What makes the paper refreshingly different is that it moves beyond the “why” BoP debates to focusing on “How to do it” from the perspective of corporate and competitive strategy. The paper aims at providing insights into how business models can be structured to generate profits to justify investments, while integrating and serving the needs of the poorest citizens.According to the authors, corporates looking beyond their existing markets, keen to gain a foothold into underdeveloped markets would do well to work in tandem with local entrepreneurial organizations to achieve multiple strategic objectives. The paper uses 3 cases of successful partnerships (2 from Bangladesh, 1 from India) to show how local entrepreneurs provide important resources and capabilities, both of which take time to create.
The first example is of Telenor’s partnership with Grameen Bank. The Norwegian telecommunications company has succeeded in Bangladesh largely because it’s local partner brought to the table impeccable credibility, coupled with strong capabilities and access at a grassroots level.

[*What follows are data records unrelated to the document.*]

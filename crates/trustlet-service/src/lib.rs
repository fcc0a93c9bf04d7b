//! Trustlet HTTP API Service.
//!
//! This crate provides the HTTP API behind the Trustlet dashboard:
//!
//! - Business profile management
//! - Review statistics and paginated review listings
//! - Subscription plan and review quota
//! - Public review intake for shared review links
//!
//! # Authentication
//!
//! Owner endpoints require `Authorization: Bearer <token>`. Tokens are
//! resolved to a user by an [`identity::IdentityProvider`]; handlers only ever
//! see the resulting `UserId`.

#![forbid(unsafe_code)]
#![warn(missing_docs)]
#![warn(clippy::all)]
#![warn(clippy::pedantic)]
// Allow some pedantic lints that are noisy for Axum handler functions
#![allow(clippy::missing_errors_doc)] // Axum handlers all return Result

pub mod auth;
pub mod config;
pub mod error;
pub mod handlers;
pub mod identity;
pub mod routes;
pub mod state;

pub use config::{AuthMode, ServiceConfig};
pub use error::ApiError;
pub use identity::{IdentityError, IdentityProvider};
pub use routes::create_router;
pub use state::AppState;
//! In-memory storage implementation.

use std::collections::HashMap;

use async_trait::async_trait;
use tokio::sync::RwLock;

use trustlet_core::{
    compute_stats, Business, BusinessId, BusinessProfile, Page, PageRequest, Plan, Review,
    ReviewStats, Subscription, UserId,
};

use crate::error::{Result, StoreError};
use crate::Store;

#[derive(Default)]
struct Tables {
    businesses: HashMap<BusinessId, Business>,
    business_by_owner: HashMap<UserId, BusinessId>,
    /// Reviews per business in insertion order.
    reviews: HashMap<BusinessId, Vec<Review>>,
    subscriptions: HashMap<UserId, Subscription>,
}

/// Store backed by process-local maps behind a single lock.
///
/// Every write happens under the write lock, which gives the same
/// one-business-per-owner and quota guarantees as the PostgreSQL constraints.
#[derive(Default)]
pub struct MemoryStore {
    tables: RwLock<Tables>,
}

impl MemoryStore {
    /// Create an empty store.
    #[must_use]
    pub fn new() -> Self {
        Self::default()
    }
}

#[async_trait]
impl Store for MemoryStore {
    async fn get_business_by_owner(&self, owner: &UserId) -> Result<Option<Business>> {
        let tables = self.tables.read().await;
        Ok(tables
            .business_by_owner
            .get(owner)
            .and_then(|id| tables.businesses.get(id))
            .cloned())
    }

    async fn get_business(&self, business_id: &BusinessId) -> Result<Option<Business>> {
        Ok(self.tables.read().await.businesses.get(business_id).cloned())
    }

    async fn upsert_business(
        &self,
        owner: &UserId,
        profile: &BusinessProfile,
    ) -> Result<Business> {
        let mut tables = self.tables.write().await;

        if let Some(id) = tables.business_by_owner.get(owner).copied() {
            let business = tables.businesses.get_mut(&id).ok_or_else(|| {
                StoreError::Database(format!("owner index points at missing business {id}"))
            })?;
            business.apply(profile.clone());
            return Ok(business.clone());
        }

        let business = Business::new(*owner, profile.clone());
        tables.business_by_owner.insert(*owner, business.id);
        tables.businesses.insert(business.id, business.clone());
        Ok(business)
    }

    async fn insert_review(&self, review: &Review, plan: Plan) -> Result<()> {
        let mut tables = self.tables.write().await;

        if !tables.businesses.contains_key(&review.business_id) {
            return Err(StoreError::NotFound {
                entity: "business",
                id: review.business_id.to_string(),
            });
        }

        let reviews = tables.reviews.entry(review.business_id).or_default();
        let current = reviews.len() as u64;
        plan.ensure_can_collect(current)?;
        reviews.push(review.clone());
        Ok(())
    }

    async fn list_reviews(
        &self,
        business_id: &BusinessId,
        page: PageRequest,
    ) -> Result<Page<Review>> {
        let tables = self.tables.read().await;
        let Some(reviews) = tables.reviews.get(business_id) else {
            return Ok(Page::empty());
        };

        // Stable sort keeps insertion order among equal timestamps.
        let mut ordered: Vec<&Review> = reviews.iter().collect();
        ordered.sort_by(|a, b| b.created_at.cmp(&a.created_at));

        Ok(Page {
            items: page.slice(&ordered).iter().map(|r| (*r).clone()).collect(),
            total: ordered.len() as u64,
        })
    }

    async fn count_reviews(&self, business_id: &BusinessId) -> Result<u64> {
        let tables = self.tables.read().await;
        Ok(tables.reviews.get(business_id).map_or(0, |r| r.len() as u64))
    }

    async fn review_stats(&self, business_id: &BusinessId) -> Result<ReviewStats> {
        let tables = self.tables.read().await;
        Ok(tables
            .reviews
            .get(business_id)
            .map(|reviews| compute_stats(reviews))
            .unwrap_or_default())
    }

    async fn get_subscription(&self, owner: &UserId) -> Result<Option<Subscription>> {
        Ok(self.tables.read().await.subscriptions.get(owner).cloned())
    }

    async fn put_subscription(&self, subscription: &Subscription) -> Result<()> {
        self.tables
            .write()
            .await
            .subscriptions
            .insert(subscription.owner_user_id, subscription.clone());
        Ok(())
    }
}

Again in Bangladesh, non-profit Waste Concern had an outstanding business model of disruptive innovation by selling compost (from waste) as an alternative to chemical fertilizers. It succeeded in achieving scale through partnering with fertilizer giant Map Agro. What worked – complementary models of maximizing waste removal and maximizing profits.
In India, Aurolab shared with partner Aravind an integrated model aimed at maximising the number of people treated, without compromising quality. This helped it drive highly aggressive pricing for its intra-ocular lenses used in eye surgery.
The paper helps move the BoP discussion to an analysis of what works, and why. Of course, much of these ideas call for patience of execution and be more feasible for large corporates.